Hnizdo Vladimir, Gilson Michael K
Health Effects Laboratory Division, National Institute for Occupational Safety and Health, Morgantown, West Virginia 26505, USA.
Center for Advanced Research in Biotechnology, University of Maryland Biotechnology Institute, Rockville, Maryland 20850, USA.
Entropy (Basel). 2010 Mar 16;12(3):578-590. doi: 10.3390/e12030578.

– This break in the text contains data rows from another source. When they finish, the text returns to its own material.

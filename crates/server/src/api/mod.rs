//! # JSON API
//!
//! Read-only catalog endpoints and their OpenAPI document.

pub mod projects;

use axum::{
    body::Body,
    http::{header, Response},
    response::IntoResponse,
    routing::get,
    Router,
};
use utoipa::OpenApi;

use crate::SharedState;

#[derive(OpenApi)]
#[openapi(
    info(
        title = "Folio API",
        version = "1.0.0",
        description = "Read-only access to the portfolio project catalog"
    ),
    paths(projects::list_projects, projects::list_categories),
    components(schemas(
        projects::ProjectEntry,
        projects::ProjectsResponse,
        projects::CategoriesResponse
    )),
    tags((name = "catalog", description = "Project catalog"))
)]
pub struct ApiDoc;

async fn serve_openapi() -> impl IntoResponse {
    let spec = ApiDoc::openapi().to_json().unwrap_or_default();
    Response::builder()
        .header(header::CONTENT_TYPE, "application/json")
        .body(Body::from(spec))
        .unwrap_or_default()
}

pub fn api_routes() -> Router<SharedState> {
    Router::new()
        .route("/projects", get(projects::list_projects))
        .route("/categories", get(projects::list_categories))
        .route("/openapi.json", get(serve_openapi))
}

The differential Shannon entropy of information theory can change under a change of variables (coordinates), but the thermodynamic entropy of a physical system must be invariant under such a change. This difference is puzzling, because the Shannon and Gibbs entropies have the same functional form. We show that a canonical change of variables can, indeed, alter the spatial component of the thermodynamic entropy just as it alters the differential Shannon entropy. However, there is also a momentum part of the entropy, which turns out to undergo an equal and opposite change when the coordinates are transformed, so that the total thermodynamic entropy remains invariant. We furthermore show how one may correctly write the change in total entropy for an isothermal physical process in any set of spatial coordinates.
信息论中的微分香农熵在变量(坐标)变化时会改变,但物理系统的热力学熵在这种变化下必须保持不变。这种差异令人困惑,因为香农熵和吉布斯熵具有相同的函数形式。我们表明,正则变量变换确实可以改变热力学熵的空间分量,就像它改变微分香农熵一样。然而,熵还有一个动量部分,当坐标变换时,它会发生大小相等、方向相反的变化,从而使总热力学熵保持不变。我们还展示了如何在任何一组空间坐标中正确写出等温物理过程的总熵变化。